→ EXERCISE
Provide only the number of lines in the records below that include "ServerCommand".

→ DATA PROVIDED
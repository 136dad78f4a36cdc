//! Command-channel framing.
//!
//! Requests written by a subscriber carry an 8-byte payload header: the
//! payload marker `AA BB CC DD` followed by a little-endian payload size
//! word (the size counts the command byte plus the body). Responses use
//! the same 8-byte pre-header followed by a 6-byte response header:
//! response code, original command code, and four reserved bytes, all
//! counted by the size word. UDP datagrams skip the pre-header; the
//! datagram boundary is the frame boundary.

use winnow::binary::{be_i64, be_u32};
use winnow::prelude::*;
use zerocopy::byteorder::{LittleEndian, U32};
use zerocopy::{FromBytes, Immutable, IntoBytes, KnownLayout};

use super::constants::{PAYLOAD_MARKER, RESPONSE_HEADER_SIZE};
use super::error::{Error, Result};

/// The fixed 8-byte header that precedes every command-channel payload.
#[repr(C)]
#[derive(Debug, Clone, Copy, FromBytes, IntoBytes, Immutable, KnownLayout)]
pub struct PayloadHeader {
    /// Payload marker bytes.
    pub marker: [u8; 4],
    /// Size of the payload that follows, little endian.
    pub size: U32<LittleEndian>,
}

impl PayloadHeader {
    /// Create a header for a payload of `size` bytes.
    pub fn new(size: u32) -> Self {
        Self {
            marker: PAYLOAD_MARKER,
            size: U32::new(size),
        }
    }

    /// Convert the header to bytes.
    pub fn as_bytes(&self) -> &[u8] {
        <Self as IntoBytes>::as_bytes(self)
    }

    /// Parse a header from bytes.
    pub fn from_bytes(data: &[u8]) -> Result<&Self> {
        Self::ref_from_prefix(data)
            .map(|(header, _)| header)
            .map_err(|_| Error::NotEnoughData {
                needed: std::mem::size_of::<Self>(),
                available: data.len(),
            })
    }

    /// Size of the payload that follows the header.
    pub fn payload_size(&self) -> usize {
        self.size.get() as usize
    }

    /// Reject a header whose marker bytes are wrong.
    pub fn verify_marker(&self) -> Result<()> {
        if self.marker != PAYLOAD_MARKER {
            return Err(Error::malformed(
                "payload header",
                format!("bad marker {:02X?}", self.marker),
            ));
        }
        Ok(())
    }
}

/// The response header that opens every server-response payload.
#[repr(C)]
#[derive(Debug, Clone, Copy, FromBytes, IntoBytes, Immutable, KnownLayout)]
pub struct ResponseHeader {
    /// Server response code.
    pub response: u8,
    /// Original command code the response answers, 0 for unsolicited.
    pub command: u8,
    /// Reserved, always zero.
    pub reserved: [u8; 4],
}

impl ResponseHeader {
    /// Create a response header.
    pub fn new(response: u8, command: u8) -> Self {
        Self {
            response,
            command,
            reserved: [0; 4],
        }
    }

    /// Convert the header to bytes.
    pub fn as_bytes(&self) -> &[u8] {
        <Self as IntoBytes>::as_bytes(self)
    }
}

/// Append a complete request frame: payload header, command byte, body.
pub fn write_command_frame(buf: &mut Vec<u8>, command: u8, body: &[u8]) {
    let size = 1 + body.len();
    buf.extend_from_slice(PayloadHeader::new(size as u32).as_bytes());
    buf.push(command);
    buf.extend_from_slice(body);
}

/// Append a complete response frame: payload header, response header, body.
pub fn write_response_frame(buf: &mut Vec<u8>, response: u8, command: u8, body: &[u8]) {
    let size = RESPONSE_HEADER_SIZE + body.len();
    buf.extend_from_slice(PayloadHeader::new(size as u32).as_bytes());
    buf.extend_from_slice(ResponseHeader::new(response, command).as_bytes());
    buf.extend_from_slice(body);
}

/// Build a response packet without the pre-header, as carried by a UDP
/// datagram: response header followed by body.
pub fn response_packet(response: u8, command: u8, body: &[u8]) -> Vec<u8> {
    let mut packet = Vec::with_capacity(RESPONSE_HEADER_SIZE + body.len());
    packet.extend_from_slice(ResponseHeader::new(response, command).as_bytes());
    packet.extend_from_slice(body);
    packet
}

/// Split a response packet into `(response code, command code, body)`.
pub fn split_response(packet: &[u8]) -> Result<(u8, u8, &[u8])> {
    if packet.len() < RESPONSE_HEADER_SIZE {
        return Err(Error::NotEnoughData {
            needed: RESPONSE_HEADER_SIZE,
            available: packet.len(),
        });
    }
    Ok((packet[0], packet[1], &packet[RESPONSE_HEADER_SIZE..]))
}

/// Split a request packet into `(command code, body)`.
pub fn split_request(packet: &[u8]) -> Result<(u8, &[u8])> {
    match packet.split_first() {
        Some((&command, body)) => Ok((command, body)),
        None => Err(Error::NotEnoughData {
            needed: 1,
            available: 0,
        }),
    }
}

/// Parsed body of an `UpdateBaseTimes` response: the active time index
/// and both base time offsets.
#[derive(Debug, Clone, Copy, PartialEq, Eq)]
pub struct BaseTimeUpdate {
    /// Which of the two offsets is active for incoming packets.
    pub time_index: usize,
    /// The base time offset pair, in ticks.
    pub offsets: [i64; 2],
}

impl BaseTimeUpdate {
    /// Parse the 20-byte body of an `UpdateBaseTimes` response.
    pub fn parse(body: &[u8]) -> Result<Self> {
        fn body_parser(input: &mut &[u8]) -> ModalResult<BaseTimeUpdate> {
            let time_index = be_u32.parse_next(input)?;
            let first = be_i64.parse_next(input)?;
            let second = be_i64.parse_next(input)?;
            Ok(BaseTimeUpdate {
                time_index: (time_index & 1) as usize,
                offsets: [first, second],
            })
        }

        body_parser
            .parse(body)
            .map_err(|e| Error::malformed("base time update", e.to_string()))
    }

    /// Serialize into the 20-byte wire body.
    pub fn to_bytes(&self) -> Vec<u8> {
        let mut body = Vec::with_capacity(20);
        body.extend_from_slice(&(self.time_index as u32).to_be_bytes());
        body.extend_from_slice(&self.offsets[0].to_be_bytes());
        body.extend_from_slice(&self.offsets[1].to_be_bytes());
        body
    }
}

#[cfg(test)]
mod tests {
    use super::*;
    use crate::transport::constants::{ServerCommand, ServerResponse};

    #[test]
    fn test_command_frame_layout() {
        let mut buf = Vec::new();
        let modes = 0xDEADBEEFu32.to_be_bytes();
        write_command_frame(&mut buf, ServerCommand::DEFINE_OPERATIONAL_MODES, &modes);

        assert_eq!(&buf[0..4], &[0xAA, 0xBB, 0xCC, 0xDD]);
        assert_eq!(u32::from_le_bytes(buf[4..8].try_into().unwrap()), 5);
        assert_eq!(buf[8], 0x06);
        assert_eq!(&buf[9..], &modes);
    }

    #[test]
    fn test_response_frame_round_trip() {
        let mut buf = Vec::new();
        write_response_frame(
            &mut buf,
            ServerResponse::SUCCEEDED,
            ServerCommand::SUBSCRIBE,
            b"subscribed",
        );

        let header = PayloadHeader::from_bytes(&buf).unwrap();
        header.verify_marker().unwrap();
        assert_eq!(header.payload_size(), 6 + 10);

        let packet = &buf[8..];
        let (response, command, body) = split_response(packet).unwrap();
        assert_eq!(response, ServerResponse::SUCCEEDED);
        assert_eq!(command, ServerCommand::SUBSCRIBE);
        assert_eq!(body, b"subscribed");
    }

    #[test]
    fn test_bad_marker_rejected() {
        let mut buf = Vec::new();
        write_command_frame(&mut buf, ServerCommand::SUBSCRIBE, &[]);
        buf[0] = 0x00;

        let header = PayloadHeader::from_bytes(&buf).unwrap();
        assert!(matches!(
            header.verify_marker(),
            Err(Error::Malformed { .. })
        ));
    }

    #[test]
    fn test_short_response_is_resumable() {
        assert!(split_response(&[0x80, 0x02]).unwrap_err().is_resumable());
    }

    #[test]
    fn test_base_time_update_parse() {
        // Scenario from the wire: index 1, offsets 10 and 20.
        let mut body = Vec::new();
        body.extend_from_slice(&1u32.to_be_bytes());
        body.extend_from_slice(&10i64.to_be_bytes());
        body.extend_from_slice(&20i64.to_be_bytes());

        let update = BaseTimeUpdate::parse(&body).unwrap();
        assert_eq!(update.time_index, 1);
        assert_eq!(update.offsets, [10, 20]);
        assert_eq!(update.to_bytes(), body);
    }

    #[test]
    fn test_base_time_update_rejects_short_body() {
        assert!(BaseTimeUpdate::parse(&[0; 12]).is_err());
    }
}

→ FINAL ANSWER
5